Nagios IX Network Monitoring fixes Critical Vulnerabilities
Take action: Not a panic patch since the vulnerabilities require credentials in order to be exploited. Nevertheless, it's wise to start planning the next regular patch.
Learn More
Security researchers have uncovered four vulnerabilities within Nagios XI, a widely used network and IT infrastructure monitoring solution. These vulnerabilities could potentially lead to information disclosure and privilege escalation.
These vulnerabilities affect Nagios XI version 5.11.1 and earlier. The vendor addressed these vulnerabilities on September 11, 2023, by releasing Nagios XI version 5.11.2.
The vulnerabilites tracked as CVE-2023-40931, CVE-2023-40933, and CVE-2023-40934 are SQL Injection vulnerabilities, enabling an attacker to escalate privileges within the product and access sensitive data, including password hashes and API tokens.
The vulnerability tracked as CVE-2023-40932, is a cross-site scripting flaw via the Custom Logo component, allowing an attacker to read and modify page data, including plaintext passwords from login forms.

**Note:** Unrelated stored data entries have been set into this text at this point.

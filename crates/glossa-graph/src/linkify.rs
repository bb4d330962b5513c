//! Inline cross-linking of term mentions in definition HTML.
//!
//! Rewrites a definition's HTML so every whole-word mention of another
//! term's title becomes an anchor (`<a href="#term-{id}" class="term-link">`)
//! pointing at that term. The matched text keeps its original casing. Text
//! inside tag markup (between `<` and `>`) is never rewritten, so attribute
//! values and tag names cannot be corrupted.

use std::ops::Range;

use glossa_core::model::{NOT_PROVIDED, Term, valid_terms};

use crate::scan::find_word_matches;

/// Linkify one definition value against the other terms of its category.
///
/// A missing value (empty or the `"-"` sentinel) renders as the sentinel.
/// The current term's own title is never linked.
#[must_use]
pub fn linkify_definition(html: &str, terms: &[Term], current_term_id: &str) -> String {
    if html.is_empty() || html == NOT_PROVIDED {
        return NOT_PROVIDED.to_string();
    }

    let protected = tag_spans(html);

    // Collect every candidate match, then resolve overlaps: leftmost match
    // wins, and on a shared start the longer title wins.
    let mut matches: Vec<(Range<usize>, &str)> = Vec::new();
    for term in valid_terms(terms) {
        if term.id == current_term_id {
            continue;
        }
        for range in find_word_matches(html, &term.title) {
            if protected.iter().any(|span| overlaps(span, &range)) {
                continue;
            }
            matches.push((range, term.id.as_str()));
        }
    }
    matches.sort_by(|(a, _), (b, _)| a.start.cmp(&b.start).then(b.end.cmp(&a.end)));

    let mut out = String::with_capacity(html.len());
    let mut cursor = 0;
    for (range, term_id) in matches {
        if range.start < cursor {
            continue;
        }
        out.push_str(&html[cursor..range.start]);
        out.push_str("<a href=\"#term-");
        out.push_str(&escape_attr(term_id));
        out.push_str("\" class=\"term-link\">");
        out.push_str(&html[range.clone()]);
        out.push_str("</a>");
        cursor = range.end;
    }
    out.push_str(&html[cursor..]);
    out
}

/// Byte ranges covering tag markup, `<` through `>` inclusive. Quoted
/// attribute values may contain `>` without closing the tag; an
/// unterminated `<` protects the rest of the string.
fn tag_spans(html: &str) -> Vec<Range<usize>> {
    let mut spans = Vec::new();
    let mut at = 0;
    while let Some(open) = html[at..].find('<') {
        let start = at + open;
        match tag_end(&html[start + 1..]) {
            Some(close) => {
                let end = start + 1 + close + 1;
                spans.push(start..end);
                at = end;
            }
            None => {
                spans.push(start..html.len());
                break;
            }
        }
    }
    spans
}

/// Byte offset of the `>` closing a tag, given the text after `<`.
fn tag_end(inside: &str) -> Option<usize> {
    let mut quote: Option<char> = None;
    for (i, c) in inside.char_indices() {
        match quote {
            None => match c {
                '>' => return Some(i),
                '"' | '\'' => quote = Some(c),
                _ => {}
            },
            Some(q) if c == q => quote = None,
            Some(_) => {}
        }
    }
    None
}

fn overlaps(a: &Range<usize>, b: &Range<usize>) -> bool {
    a.start < b.end && b.start < a.end
}

fn escape_attr(value: &str) -> String {
    let mut out = String::with_capacity(value.len());
    for c in value.chars() {
        match c {
            '&' => out.push_str("&amp;"),
            '<' => out.push_str("&lt;"),
            '>' => out.push_str("&gt;"),
            '"' => out.push_str("&quot;"),
            _ => out.push(c),
        }
    }
    out
}

// ---------------------------------------------------------------------------
// Tests
// ---------------------------------------------------------------------------

#[cfg(test)]
mod tests {
    use super::*;
    use glossa_core::model::Definitions;

    fn term(id: &str, title: &str) -> Term {
        Term {
            id: id.to_string(),
            title: title.to_string(),
            definitions: Definitions::default(),
            is_understood: None,
        }
    }

    #[test]
    fn mention_becomes_anchor() {
        let terms = vec![term("t1", "API"), term("t2", "Client")];
        let out = linkify_definition("calls the API twice", &terms, "t2");
        assert_eq!(
            out,
            "calls the <a href=\"#term-t1\" class=\"term-link\">API</a> twice"
        );
    }

    #[test]
    fn matched_casing_is_preserved() {
        let terms = vec![term("t1", "API"), term("t2", "Client")];
        let out = linkify_definition("an api call", &terms, "t2");
        assert!(out.contains(">api</a>"), "got: {out}");
    }

    #[test]
    fn own_title_is_never_linked() {
        let terms = vec![term("t1", "API")];
        let out = linkify_definition("an API of APIs", &terms, "t1");
        assert_eq!(out, "an API of APIs");
    }

    #[test]
    fn sentinel_and_empty_render_as_sentinel() {
        let terms = vec![term("t1", "API")];
        assert_eq!(linkify_definition("-", &terms, "t2"), "-");
        assert_eq!(linkify_definition("", &terms, "t2"), "-");
    }

    #[test]
    fn every_occurrence_is_linked() {
        let terms = vec![term("t1", "API"), term("t2", "Client")];
        let out = linkify_definition("API here, API there", &terms, "t2");
        assert_eq!(out.matches("</a>").count(), 2);
    }

    #[test]
    fn markup_interior_is_protected() {
        let terms = vec![term("t1", "em"), term("t2", "Client")];
        let out = linkify_definition("no <em>emphasis</em> here", &terms, "t2");
        assert_eq!(out, "no <em>emphasis</em> here");
    }

    #[test]
    fn attribute_values_are_protected() {
        let terms = vec![term("t1", "Client"), term("t2", "Server")];
        let out = linkify_definition("<span title=\"Client\">x</span> Client", &terms, "t2");
        assert_eq!(out.matches("</a>").count(), 1, "only the text mention, got: {out}");
        assert!(out.ends_with("<a href=\"#term-t1\" class=\"term-link\">Client</a>"));
    }

    #[test]
    fn unterminated_tag_protects_the_rest() {
        let terms = vec![term("t1", "Client")];
        let out = linkify_definition("before <em Client after", &terms, "t2");
        assert_eq!(out, "before <em Client after");
    }

    #[test]
    fn longer_title_wins_shared_start() {
        let terms = vec![term("t1", "Smart Contract"), term("t2", "Smart")];
        let out = linkify_definition("a Smart Contract example", &terms, "t3");
        assert_eq!(
            out,
            "a <a href=\"#term-t1\" class=\"term-link\">Smart Contract</a> example"
        );
    }

    #[test]
    fn contained_match_is_dropped() {
        let terms = vec![term("t1", "Smart Contract"), term("t2", "Contract")];
        let out = linkify_definition("one Smart Contract, one Contract", &terms, "t3");
        assert!(out.contains(">Smart Contract</a>"), "got: {out}");
        assert!(out.ends_with("<a href=\"#term-t2\" class=\"term-link\">Contract</a>"));
    }

    #[test]
    fn term_ids_are_attribute_escaped() {
        let terms = vec![term("a\"b", "API")];
        let out = linkify_definition("the API", &terms, "t2");
        assert!(out.contains("#term-a&quot;b"), "got: {out}");
    }

    #[test]
    fn titleless_terms_are_ignored() {
        let terms = vec![term("t1", "")];
        let out = linkify_definition("plain text", &terms, "t2");
        assert_eq!(out, "plain text");
    }
}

Three of the vulnerabilities (CVE-2023-40931, CVE-2023-40933, and CVE-2023-40934) enable users, with varying levels of privileges, to insert SQL queries and access database fields. The data obtained from these vulnerabilities can further be utilized to escalate privileges within the product and gain access to sensitive user data such as password hashes and API tokens. The fourth vulnerability (CVE-2023-40932) permits Cross-Site Scripting via the Custom Logo component, appearing on every page, including the login page. This flaw can be leveraged to read and manipulate page data, including plaintext passwords from login forms.